3. Use with caution in patients with severe systemic diseases
If the patient suffers from severe renal insufficiency, abnormal liver function or immune system disease, although Zusduri is a topical drug, it may still produce a certain amount of systemic absorption, leading to systemic toxic reactions. This group of people needs to be closely monitored and evaluated before taking the drug. If the risk is too high, use should be suspended.
4. Potential adverse reactions and preventive measures
UsingZusdurimay cause the following side effects:
Urinary system irritation symptoms: such as frequent urination, urgency, difficulty urinating, bladder discomfort, etc. Most are mild to moderate and usually do not affect treatment.
Hematuria: About some patients will develop hematuria after infusion. In severe cases, the medication should be suspended to find out the cause.
Bladder spasm or pain: Individual patients may experience transient bladder spasm, and analgesics or anticholinergic drugs can be used prophylactically during infusion.
General malaise: A few patients may experience mild systemic reactions such as low fever and fatigue. It is recommended to drink more water and pay attention to rest.
In order to reduce the incidence of adverse reactions, it is recommended to maintain good hydration during the medication cycle, eat reasonably, and avoid irritation from tobacco and alcohol; at the same time, follow the doctor's instructions to regularly check urine, blood routine and renal function indicators.
5. Combination therapy and drug interactions
Currently, Zusduri is mostly a single-agent local treatment. There is insufficient data to support its safety and efficacy in combination with other chemotherapy agents, immunotherapies, or targeted agents. Therefore, during treatment with Zusduri, it is not recommended to use it alternately with other intravesical drugs (such as BCG, epirubicin, etc.) to avoid increased toxicity or local damage caused by drug superposition.

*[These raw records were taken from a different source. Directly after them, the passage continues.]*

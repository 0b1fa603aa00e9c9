// ==========================================
// Vendas Ingest - Brazilian-locale parsers
// ==========================================
// Pure functions converting locale-formatted ledger tokens
// into canonical values. The date parser returns an explicit
// Err for unparsable tokens; the fallback policy (reference
// date vs. skip) belongs to the pipeline variant, not here.
// The currency parser is total and never fails.
// ==========================================

use crate::ingest::error::{IngestError, IngestResult};
use chrono::NaiveDate;

/// Portuguese month names, in calendar order.
const MONTH_NAMES: [&str; 12] = [
    "janeiro", "fevereiro", "março", "abril", "maio", "junho", "julho", "agosto", "setembro",
    "outubro", "novembro", "dezembro",
];

/// Map a Portuguese month name to its 1-12 number.
///
/// Unrecognized names default to January (lenient fallback the
/// ledger format has always relied on, not an error).
pub fn month_number(name: &str) -> u32 {
    let lowered = name.trim().to_lowercase();
    MONTH_NAMES
        .iter()
        .position(|m| *m == lowered)
        .map(|idx| idx as u32 + 1)
        .unwrap_or(1)
}

/// Parse a ledger date token of the form `<day> de <MonthName>`
/// (e.g. "01 de Setembro") into a date in the given reference year.
///
/// The exports never carry a year; the caller supplies it from the
/// configured YearPolicy.
///
/// # Errors
/// - UnparsableDate: missing "de" separator, non-numeric day,
///   day outside 1-31, or a day invalid for the resolved month
pub fn parse_ledger_date(token: &str, reference_year: i32) -> IngestResult<NaiveDate> {
    let unparsable = || IngestError::UnparsableDate {
        value: token.to_string(),
    };

    let mut parts = token.split_whitespace();
    let day_token = parts.next().ok_or_else(unparsable)?;
    let separator = parts.next().ok_or_else(unparsable)?;
    let month_token = parts.next().ok_or_else(unparsable)?;

    if !separator.eq_ignore_ascii_case("de") {
        return Err(unparsable());
    }

    let day: u32 = day_token.parse().map_err(|_| unparsable())?;
    if !(1..=31).contains(&day) {
        return Err(unparsable());
    }

    let month = month_number(month_token);
    NaiveDate::from_ymd_opt(reference_year, month, day).ok_or_else(unparsable)
}

/// Parse a Brazilian-formatted money string (e.g. "R$ 1.234,56",
/// "-R$ 12,00") into a signed decimal value.
///
/// Strips the currency symbol and whitespace, drops thousands
/// separators, swaps the decimal comma for a dot, and preserves a
/// leading minus. Blank or unparsable input normalizes to 0.0; a
/// missing or blank monetary field is stored as zero, never as a
/// missing value.
pub fn parse_currency(token: &str) -> f64 {
    let cleaned: String = token
        .replace("R$", "")
        .chars()
        .filter(|c| !c.is_whitespace() && *c != '.')
        .map(|c| if c == ',' { '.' } else { c })
        .collect();

    if cleaned.is_empty() {
        return 0.0;
    }

    if let Some(rest) = cleaned.strip_prefix('-') {
        return rest.parse::<f64>().map(|v| -v).unwrap_or(0.0);
    }

    cleaned.parse::<f64>().unwrap_or(0.0)
}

If the patient is receiving other oral or intravenous anti-cancer drugs at the same time, he should explain it to his doctor to avoid uncontrollable risks caused by potential drug interactions.

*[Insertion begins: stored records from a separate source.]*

//! Token-order-insensitive lexical similarity.

use crate::cache::RawMatch;
use std::cmp::Ordering;

#[cfg(feature = "parallel")]
use rayon::prelude::*;

/// How many closest names a dictionary search keeps.
pub const TOP_MATCHES: usize = 10;

/// Similarity between two strings on a 0 to 100 scale, insensitive to word
/// order: both sides are tokenized on whitespace, sorted, rejoined, and
/// compared by normalized Levenshtein similarity.
pub fn token_sort_ratio(a: &str, b: &str) -> f64 {
    strsim::normalized_levenshtein(&sort_tokens(a), &sort_tokens(b)) * 100.0
}

/// Rank `names` by similarity to `query` and keep the `limit` best.
/// Ties break on the lexically smaller name so rankings are reproducible.
pub fn rank<'a, I>(query: &str, names: I, limit: usize) -> Vec<RawMatch>
where
    I: IntoIterator<Item = &'a str>,
{
    let query_sorted = sort_tokens(query);
    let names: Vec<&str> = names.into_iter().collect();

    #[cfg(feature = "parallel")]
    let mut scored: Vec<(&str, f64)> = names
        .par_iter()
        .map(|name| {
            let score = strsim::normalized_levenshtein(&query_sorted, &sort_tokens(name)) * 100.0;
            (*name, score)
        })
        .collect();

    #[cfg(not(feature = "parallel"))]
    let mut scored: Vec<(&str, f64)> = names
        .iter()
        .map(|name| {
            let score = strsim::normalized_levenshtein(&query_sorted, &sort_tokens(name)) * 100.0;
            (*name, score)
        })
        .collect();

    scored.sort_by(|a, b| {
        b.1.partial_cmp(&a.1)
            .unwrap_or(Ordering::Equal)
            .then_with(|| a.0.cmp(b.0))
    });
    scored.truncate(limit);

    scored
        .into_iter()
        .map(|(name, score)| RawMatch {
            name: name.to_string(),
            score,
        })
        .collect()
}

fn sort_tokens(text: &str) -> String {
    let mut tokens: Vec<&str> = text.split_whitespace().collect();
    tokens.sort_unstable();
    tokens.join(" ")
}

6. Follow-up management and efficacy evaluation
After completing 6 weeks of standard treatment, patients should undergo follow-up cystoscopy at 12 weeks (i.e. approximately 3 months after treatment) to evaluate whether complete remission (CR) has been achieved. Thereafter, a review will be conducted every 3 to 6 months to monitor recurrence. If recurrence occurs after treatment, re-perfusion, surgery or other treatments can be chosen according to the doctor's advice.
During the entire treatment period, patients should establish a complete disease course record, including each medication reaction, adverse events, review results, etc., to provide a reference for the optimization of future individualized treatment plans.
The launch of Zusduri provides the possibility of treatment that does not rely on surgery for some bladder cancer patients, but it is not suitable for all people. Scientific and reasonable medication evaluation, adequate preoperative preparation, standardized perfusion operations, timely side effect intervention, and strict screening of contraindications are the keys to ensuring the safety and efficacy of treatment. Patients should use this drug under the guidance of a professional urologist and maintain active cooperation to ensure smooth treatment. With the accumulation of clinical experience and the support of more data, Zusduri is expected to play a greater role in the treatment of localized bladder cancer.